Изобретение относится к биотехнологии и представляет собой вариант бета-каротин-15,15'-оксигеназы, где аминокислота, соответствующая положению 43 относительно N-конца аминокислотной последовательности SEQ ID NO: 1, аланин; аминокислота, соответствующая положению 58 относительно N-конца аминокислотной последовательности SEQ ID NO: 1, лейцин; и аминокислота, соответствующая положению 74 относительно N-конца аминокислотной последовательности SEQ ID NO: 1, изолейцин, каждая заменена на другую аминокислоту, где вариант имеет активность бета-каротин-15,15'-оксигеназы, а также микроорганизм, содержащий полинуклеотид, кодирующий вариант бета-каротин-15,15'-оксигеназы.

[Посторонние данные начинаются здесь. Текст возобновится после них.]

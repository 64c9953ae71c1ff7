//! cachefs command line.
//!
//! Usage:
//!   # Fetch through a mirror into the default cache root
//!   cachefs -o fileSystemWrapper=mirror -o remoteDirectory=/srv/origin \
//!       get cache://example.org/img/a.png > a.png
//!
//!   # Store a file, then inspect it
//!   cachefs put cache://example.org/notes.txt notes.txt
//!   cachefs stat cache://example.org/notes.txt
//!
//!   # Sweep entries older than an hour
//!   cachefs expire cache://example.org/ --max-age 3600000

use std::path::PathBuf;
use std::time::Duration;

use anyhow::{Context, Result, bail};
use clap::{Parser, Subcommand};
use serde::Serialize;
use tokio::io::{AsyncReadExt, AsyncWriteExt};
use tracing_subscriber::{EnvFilter, fmt};

use cachefs_core::{Config, FileAttr, FileSystemProvider, WriteMode};

/// Access a caching virtual filesystem.
#[derive(Parser, Debug)]
#[command(name = "cachefs")]
#[command(about = "Read, write and expire entries of a cachefs filesystem")]
struct Args {
    /// Cache root (default: $CACHEFS_BASE or the platform cache directory)
    #[arg(long, global = true)]
    cache_root: Option<PathBuf>,

    /// Configuration override, repeatable (e.g. -o maxAge=60000)
    #[arg(short = 'o', long = "option", value_name = "KEY=VALUE", global = true)]
    options: Vec<String>,

    #[command(subcommand)]
    command: Command,
}

#[derive(Subcommand, Debug)]
enum Command {
    /// Copy an entry to stdout or a file
    Get {
        uri: String,
        /// Write here instead of stdout
        #[arg(short = 'O', long)]
        output: Option<PathBuf>,
    },
    /// Store a file (or stdin) at an entry
    Put {
        uri: String,
        /// Read from here instead of stdin
        input: Option<PathBuf>,
        /// Append instead of replacing
        #[arg(long)]
        append: bool,
    },
    /// Print entry attributes as JSON
    Stat { uri: String },
    /// List a directory
    Ls {
        uri: String,
        /// Print JSON instead of one name per line
        #[arg(long)]
        json: bool,
    },
    /// Delete an entry
    Rm {
        uri: String,
        /// Fail if the entry does not exist
        #[arg(long)]
        must_exist: bool,
    },
    /// Sweep entries older than the given age
    Expire {
        uri: String,
        /// Age limit in milliseconds
        #[arg(long)]
        max_age: u64,
    },
}

#[derive(Serialize)]
struct StatOutput<'a> {
    path: &'a str,
    #[serde(flatten)]
    attr: FileAttr,
}

fn parse_options(options: &[String]) -> Result<Config> {
    let mut config = Config::new();
    for option in options {
        let Some((key, value)) = option.split_once('=') else {
            bail!("option {option:?} is not KEY=VALUE");
        };
        config.insert(key.trim(), value.trim());
    }
    Ok(config)
}

#[tokio::main]
async fn main() -> Result<()> {
    // Logs go to stderr; stdout carries file contents.
    fmt()
        .with_env_filter(EnvFilter::from_default_env().add_directive(tracing::Level::INFO.into()))
        .with_writer(std::io::stderr)
        .init();

    let args = Args::parse();
    let defaults = parse_options(&args.options)?;
    let provider = match args.cache_root {
        Some(root) => FileSystemProvider::new(root),
        None => FileSystemProvider::from_env().context("locating cache root")?,
    }
    .with_defaults(defaults);

    let result = run(&provider, args.command).await;
    provider.close_all().await.context("closing filesystems")?;
    result
}

async fn run(provider: &FileSystemProvider, command: Command) -> Result<()> {
    match command {
        Command::Get { uri, output } => {
            let (fs, path) = provider.open(&uri).await?;
            let mut reader = fs.open_read(&path).await.with_context(|| format!("reading {uri}"))?;
            let copied = match output {
                Some(file) => {
                    let mut out = tokio::fs::File::create(&file)
                        .await
                        .with_context(|| format!("creating {}", file.display()))?;
                    let n = tokio::io::copy(&mut reader, &mut out).await?;
                    out.flush().await?;
                    n
                }
                None => {
                    let mut out = tokio::io::stdout();
                    let n = tokio::io::copy(&mut reader, &mut out).await?;
                    out.flush().await?;
                    n
                }
            };
            tracing::debug!(uri = %uri, bytes = copied, "get complete");
        }
        Command::Put { uri, input, append } => {
            let (fs, path) = provider.open(&uri).await?;
            let mut data = Vec::new();
            match input {
                Some(file) => {
                    data = tokio::fs::read(&file)
                        .await
                        .with_context(|| format!("reading {}", file.display()))?;
                }
                None => {
                    tokio::io::stdin().read_to_end(&mut data).await?;
                }
            }
            let mode = if append {
                WriteMode::Append
            } else {
                WriteMode::Truncate
            };
            let mut writer = fs.open_write(&path, mode).await?;
            writer.write(&data).await?;
            writer.close().await.with_context(|| format!("writing {uri}"))?;
            tracing::info!(uri = %uri, bytes = data.len(), "stored");
        }
        Command::Stat { uri } => {
            let (fs, path) = provider.open(&uri).await?;
            let attr = fs.stat(&path).await?;
            let output = StatOutput {
                path: path.as_str(),
                attr,
            };
            println!("{}", serde_json::to_string_pretty(&output)?);
        }
        Command::Ls { uri, json } => {
            let (fs, path) = provider.open(&uri).await?;
            let entries = fs.list(&path).await?;
            if json {
                println!("{}", serde_json::to_string_pretty(&entries)?);
            } else {
                for entry in entries {
                    let suffix = if entry.kind.is_dir() { "/" } else { "" };
                    println!("{}{suffix}", entry.name);
                }
            }
        }
        Command::Rm { uri, must_exist } => {
            let (fs, path) = provider.open(&uri).await?;
            if !fs.delete(&path, must_exist).await? {
                tracing::info!(uri = %uri, "nothing to delete");
            }
        }
        Command::Expire { uri, max_age } => {
            let (fs, _) = provider.open(&uri).await?;
            let report = fs.expire(Duration::from_millis(max_age)).await?;
            println!("{}", serde_json::to_string_pretty(&report)?);
        }
    }
    Ok(())
}
//! Store layer: the capability trait, its local implementation, and the
//! shared types and errors.

mod error;
mod local;
mod ops;
mod types;

pub use error::{StoreError, StoreResult};
pub use local::{LocalStore, LocalStoreOptions};
pub use ops::{Store, StoreReader, StoreWriter};
pub use types::{CopyOptions, DirEntry, FileAttr, FileType, SweepReport, WriteMode};
//! Logical path algebra.
//!
//! A [`LogicalPath`] is the client-facing name of an entry: slash-separated,
//! normalized on construction (no doubled separators, no backslashes, no
//! trailing separator), immutable afterwards. `.` and `..` are kept in the
//! raw text; [`LogicalPath::normalized`] and [`LogicalPath::resolved_key`]
//! remove them.
//!
//! The segment offset index and the resolved key are computed on first use
//! and cached in the shared inner record, so clones share the work.

use std::cmp::Ordering;
use std::fmt;
use std::hash::{Hash, Hasher};
use std::sync::atomic::{AtomicU64, Ordering as AtomicOrdering};
use std::sync::{Arc, OnceLock};

use crate::store::{StoreError, StoreResult};

/// Separator between path segments.
pub const SEPARATOR: char = '/';

/// Identity of the filesystem that owns a path.
///
/// Paths from different filesystems never compare equal, even with
/// identical text.
#[derive(Debug, Clone, Copy, PartialEq, Eq, Hash, PartialOrd, Ord)]
pub struct FileSystemId(u64);

impl FileSystemId {
    /// Owner of paths built outside any filesystem.
    pub const DETACHED: FileSystemId = FileSystemId(0);

    /// Allocate a fresh, process-unique id.
    pub fn next() -> Self {
        static NEXT: AtomicU64 = AtomicU64::new(1);
        FileSystemId(NEXT.fetch_add(1, AtomicOrdering::Relaxed))
    }
}

struct Inner {
    fs: FileSystemId,
    raw: String,
    offsets: OnceLock<Vec<usize>>,
    resolved: OnceLock<String>,
}

/// Immutable, normalized logical path.
#[derive(Clone)]
pub struct LogicalPath {
    inner: Arc<Inner>,
}

impl LogicalPath {
    /// Normalize `raw` into a detached path.
    pub fn new(raw: &str) -> StoreResult<Self> {
        Self::in_filesystem(FileSystemId::DETACHED, raw)
    }

    /// Normalize `raw` into a path owned by `fs`.
    pub fn in_filesystem(fs: FileSystemId, raw: &str) -> StoreResult<Self> {
        Ok(Self::from_normalized(fs, normalize(raw)?))
    }

    /// The absolute root `/` owned by `fs`.
    pub fn root_of(fs: FileSystemId) -> Self {
        Self::from_normalized(fs, SEPARATOR.to_string())
    }

    /// Wrap text that is already normalized.
    fn from_normalized(fs: FileSystemId, raw: String) -> Self {
        Self {
            inner: Arc::new(Inner {
                fs,
                raw,
                offsets: OnceLock::new(),
                resolved: OnceLock::new(),
            }),
        }
    }

    fn derive(&self, raw: String) -> Self {
        Self::from_normalized(self.inner.fs, raw)
    }

    /// The owning filesystem.
    pub fn filesystem(&self) -> FileSystemId {
        self.inner.fs
    }

    /// Raw (normalized, unresolved) text.
    pub fn as_str(&self) -> &str {
        &self.inner.raw
    }

    pub fn is_absolute(&self) -> bool {
        self.inner.raw.starts_with(SEPARATOR)
    }

    pub fn is_empty(&self) -> bool {
        self.inner.raw.is_empty()
    }

    fn offsets(&self) -> &[usize] {
        self.inner.offsets.get_or_init(|| {
            let bytes = self.inner.raw.as_bytes();
            (0..bytes.len())
                .filter(|&i| bytes[i] != b'/' && (i == 0 || bytes[i - 1] == b'/'))
                .collect()
        })
    }

    /// Byte range of segment `i`. Caller guarantees `i < name_count()`.
    fn segment_range(&self, i: usize) -> (usize, usize) {
        let offsets = self.offsets();
        let start = offsets[i];
        let end = match offsets.get(i + 1) {
            Some(next) => next - 1,
            None => self.inner.raw.len(),
        };
        (start, end)
    }

    fn segment(&self, i: usize) -> &str {
        let (start, end) = self.segment_range(i);
        &self.inner.raw[start..end]
    }

    /// Number of non-empty segments. The root and the empty path have none.
    pub fn name_count(&self) -> usize {
        self.offsets().len()
    }

    /// Segment `i` as a relative single-segment path.
    pub fn name(&self, i: usize) -> Option<LogicalPath> {
        if i >= self.name_count() {
            return None;
        }
        Some(self.derive(self.segment(i).to_string()))
    }

    /// Iterate the segments as text.
    pub fn names(&self) -> impl Iterator<Item = &str> + '_ {
        (0..self.name_count()).map(move |i| self.segment(i))
    }

    /// Relative path made of segments `begin..end`.
    pub fn subpath(&self, begin: usize, end: usize) -> Option<LogicalPath> {
        if begin >= end || end > self.name_count() {
            return None;
        }
        let (start, _) = self.segment_range(begin);
        let (_, stop) = self.segment_range(end - 1);
        Some(self.derive(self.inner.raw[start..stop].to_string()))
    }

    /// Last segment. A relative single-segment path is its own file name.
    pub fn file_name(&self) -> Option<LogicalPath> {
        match self.name_count() {
            0 => None,
            1 if !self.is_absolute() => Some(self.clone()),
            n => self.name(n - 1),
        }
    }

    /// Everything but the last segment.
    ///
    /// A single-segment absolute path has the root as parent; a relative
    /// single segment has none.
    pub fn parent(&self) -> Option<LogicalPath> {
        let count = self.name_count();
        match count {
            0 => None,
            1 => self.root(),
            _ => {
                let last = self.offsets()[count - 1];
                Some(self.derive(self.inner.raw[..last - 1].to_string()))
            }
        }
    }

    /// The root of an absolute path.
    pub fn root(&self) -> Option<LogicalPath> {
        if self.is_absolute() {
            Some(self.derive(SEPARATOR.to_string()))
        } else {
            None
        }
    }

    pub fn to_absolute(&self) -> LogicalPath {
        if self.is_absolute() {
            self.clone()
        } else {
            self.derive(format!("{SEPARATOR}{}", self.inner.raw))
        }
    }

    /// Join `other` onto this path.
    pub fn resolve(&self, other: &LogicalPath) -> LogicalPath {
        if other.is_absolute() {
            return other.clone();
        }
        if other.is_empty() {
            return self.clone();
        }
        let base = self.as_str();
        let joined = if base.is_empty() {
            format!("{SEPARATOR}{}", other.as_str())
        } else if base.ends_with(SEPARATOR) {
            format!("{base}{}", other.as_str())
        } else {
            format!("{base}{SEPARATOR}{}", other.as_str())
        };
        self.derive(joined)
    }

    /// Parse `other` in this path's filesystem, then [`resolve`](Self::resolve) it.
    pub fn resolve_str(&self, other: &str) -> StoreResult<LogicalPath> {
        let other = LogicalPath::in_filesystem(self.inner.fs, other)?;
        Ok(self.resolve(&other))
    }

    /// Resolve `other` against this path's parent.
    pub fn resolve_sibling(&self, other: &LogicalPath) -> LogicalPath {
        match self.parent() {
            Some(parent) => parent.resolve(other),
            None => other.clone(),
        }
    }

    /// Relative path leading from this path to `other`.
    pub fn relativize(&self, other: &LogicalPath) -> StoreResult<LogicalPath> {
        if self.as_str() == other.as_str() {
            return Ok(self.derive(String::new()));
        }
        if self.is_absolute() != other.is_absolute() {
            return Err(StoreError::invalid_argument(format!(
                "cannot relativize {other} against {self}: absoluteness differs"
            )));
        }

        let base_count = self.name_count();
        let other_count = other.name_count();
        let common = self
            .names()
            .zip(other.names())
            .take_while(|(a, b)| a == b)
            .count();

        let mut parts: Vec<&str> = Vec::with_capacity(base_count - common + other_count - common);
        parts.extend(std::iter::repeat_n("..", base_count - common));
        parts.extend(other.names().skip(common));
        Ok(self.derive(parts.join("/")))
    }

    /// Remove `.` segments and fold `..` into their predecessors.
    ///
    /// `..` above the root of an absolute path is dropped; leading `..` of
    /// a relative path are kept.
    pub fn normalized(&self) -> LogicalPath {
        let resolved = resolve_dots(self);
        if resolved == self.as_str() {
            self.clone()
        } else {
            self.derive(resolved)
        }
    }

    /// Storage key: the dot-free absolute form without its leading separator.
    pub fn resolved_key(&self) -> &str {
        self.inner.resolved.get_or_init(|| {
            let absolute = resolve_dots(&self.to_absolute());
            absolute.trim_start_matches(SEPARATOR).to_string()
        })
    }

    /// Whole-segment prefix test. Absoluteness must agree.
    pub fn starts_with(&self, other: &LogicalPath) -> bool {
        if self.is_absolute() != other.is_absolute() {
            return false;
        }
        if other.name_count() > self.name_count() {
            return false;
        }
        if other.name_count() == 0 {
            return other.is_absolute() || self.is_empty();
        }
        self.names().zip(other.names()).all(|(a, b)| a == b)
    }

    /// Whole-segment suffix test. An absolute `other` must match entirely.
    pub fn ends_with(&self, other: &LogicalPath) -> bool {
        if other.is_absolute() {
            return self.as_str() == other.as_str();
        }
        let (n, m) = (self.name_count(), other.name_count());
        if m == 0 {
            return self.is_empty();
        }
        if m > n {
            return false;
        }
        self.names().skip(n - m).zip(other.names()).all(|(a, b)| a == b)
    }
}

/// Normalize raw path text.
///
/// Backslashes become separators, repeated separators collapse, one
/// trailing separator is dropped (the root stays `/`). NUL is rejected.
pub fn normalize(raw: &str) -> StoreResult<String> {
    if raw.contains('\0') {
        return Err(StoreError::invalid_path(format!(
            "{}: embedded NUL",
            raw.replace('\0', "\\0")
        )));
    }
    let mut out = String::with_capacity(raw.len());
    for c in raw.chars() {
        let c = if c == '\\' { SEPARATOR } else { c };
        if c == SEPARATOR && out.ends_with(SEPARATOR) {
            continue;
        }
        out.push(c);
    }
    if out.len() > 1 && out.ends_with(SEPARATOR) {
        out.pop();
    }
    Ok(out)
}

/// Single left-to-right pass keeping a stack of the output length before
/// each kept segment; `..` truncates back to the top entry.
fn resolve_dots(path: &LogicalPath) -> String {
    let absolute = path.is_absolute();
    let mut out = String::with_capacity(path.as_str().len());
    if absolute {
        out.push(SEPARATOR);
    }
    // (output length before the segment, segment is itself "..")
    let mut stack: Vec<(usize, bool)> = Vec::new();

    for seg in path.names() {
        match seg {
            "." => {}
            ".." => match stack.last() {
                Some(&(start, false)) => {
                    stack.pop();
                    out.truncate(start);
                }
                _ if absolute => {}
                _ => push_segment(&mut out, &mut stack, "..", true, absolute),
            },
            _ => push_segment(&mut out, &mut stack, seg, false, absolute),
        }
    }
    out
}

fn push_segment(
    out: &mut String,
    stack: &mut Vec<(usize, bool)>,
    seg: &str,
    parent_ref: bool,
    absolute: bool,
) {
    stack.push((out.len(), parent_ref));
    let at_start = if absolute { out.len() == 1 } else { out.is_empty() };
    if !at_start {
        out.push(SEPARATOR);
    }
    out.push_str(seg);
}

impl PartialEq for LogicalPath {
    fn eq(&self, other: &Self) -> bool {
        self.inner.fs == other.inner.fs && self.inner.raw == other.inner.raw
    }
}

impl Eq for LogicalPath {}

impl Hash for LogicalPath {
    fn hash<H: Hasher>(&self, state: &mut H) {
        self.inner.fs.hash(state);
        self.inner.raw.hash(state);
    }
}

impl PartialOrd for LogicalPath {
    fn partial_cmp(&self, other: &Self) -> Option<Ordering> {
        Some(self.cmp(other))
    }
}

impl Ord for LogicalPath {
    fn cmp(&self, other: &Self) -> Ordering {
        self.inner
            .raw
            .cmp(&other.inner.raw)
            .then(self.inner.fs.cmp(&other.inner.fs))
    }
}

impl fmt::Display for LogicalPath {
    fn fmt(&self, f: &mut fmt::Formatter<'_>) -> fmt::Result {
        f.write_str(&self.inner.raw)
    }
}

impl fmt::Debug for LogicalPath {
    fn fmt(&self, f: &mut fmt::Formatter<'_>) -> fmt::Result {
        f.debug_tuple("LogicalPath").field(&self.inner.raw).finish()
    }
}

Изобретение позволяет получать ретиноид путем культивирования такого микроорганизма с высокой степенью эффективности. 6 н. и 9 з.п. ф-лы, 4 табл., 4 пр.

1. Вариант бета-каротин-15,15'-оксигеназы, где аминокислота, соответствующая положению 43 относительно N-конца аминокислотной последовательности SEQ ID NO: 1, аланин; аминокислота, соответствующая положению 58 относительно N-конца аминокислотной последовательности SEQ ID NO: 1, лейцин; и аминокислота, соответствующая положению 74 относительно N-конца аминокислотной последовательности SEQ ID NO: 1, изолейцин, каждая заменена на другую аминокислоту, где вариант имеет активность бета-каротин-15,15'-оксигеназы.

2. Вариант бета-каротин-15,15'-оксигеназы по п. 1, содержащий замену аминокислоты, соответствующей положению 43 относительно N-конца аминокислотной последовательности SEQ ID NO: 1, на аминокислоту, отличную от аланина; замену аминокислоты, соответствующей положению 58 относительно N-конца аминокислотной последовательности SEQ ID NO: 1, на аминокислоту, отличную от лейцина; и замену аминокислоты, соответствующей положению 74 относительно N-конца аминокислотной последовательности SEQ ID NO: 1, на аминокислоту, отличную от изолейцина.

3. Вариант бета-каротин-15,15'-оксигеназы по п. 1, где замена аминокислоты, соответствующей положению 43, на другую аминокислоту представляет собой замену на неполярную аминокислоту; замена аминокислоты, соответствующей положению 58, на другую аминокислоту представляет собой замену на полярную аминокислоту; и замена аминокислоты, соответствующей положению 74, на другую аминокислоту представляет собой замену на неполярную аминокислоту.

4. Вариант бета-каротин-15,15'-оксигеназы по п. 1, где другая аминокислота представляет собой валин или глутамин.

5. Полинуклеотид, кодирующий вариант по п. 1.

6. Микроорганизм для продуцирования ретиноида, содержащий вариант по п. 1 или полинуклеотид, кодирующий указанный вариант.

7. Микроорганизм по п. 6, где ретиноид является любым одним или более, выбранным из группы, состоящей из ретиналя, ретинола, сложного эфира ретинила и ретиноевой кислоты.

8. Микроорганизм по п. 6, принадлежащий к Yarrowia sp.

9. Микроорганизм по п. 6, представляющий собой Yarrowia lipolytica.

10. Способ получения ретиноида, включающий культивирование микроорганизма для продуцирования ретиноида, содержащего вариант по п. 1 или полинуклеотид, кодирующий указанный вариант, в среде.

11. Способ по п. 10, дополнительно включающий извлечение ретиноида из среды или микроорганизма.

12. Способ по п. 10, где микроорганизм принадлежит к Yarrowia sp.

13. Способ по п. 10, где ретиноид является любым одним или более, выбранным из группы, состоящей из ретиналя, ретинола, сложного эфира ретинила и ретиноевой кислоты.

14. Композиция для получения ретиноида, содержащая вариант по п. 1, микроорганизм по п. 7 или культуру указанного микроорганизма и эксципиент.

15. Применение микроорганизма для получения ретиноида, содержащего вариант по п. 1 или полинуклеотид, кодирующий указанный вариант.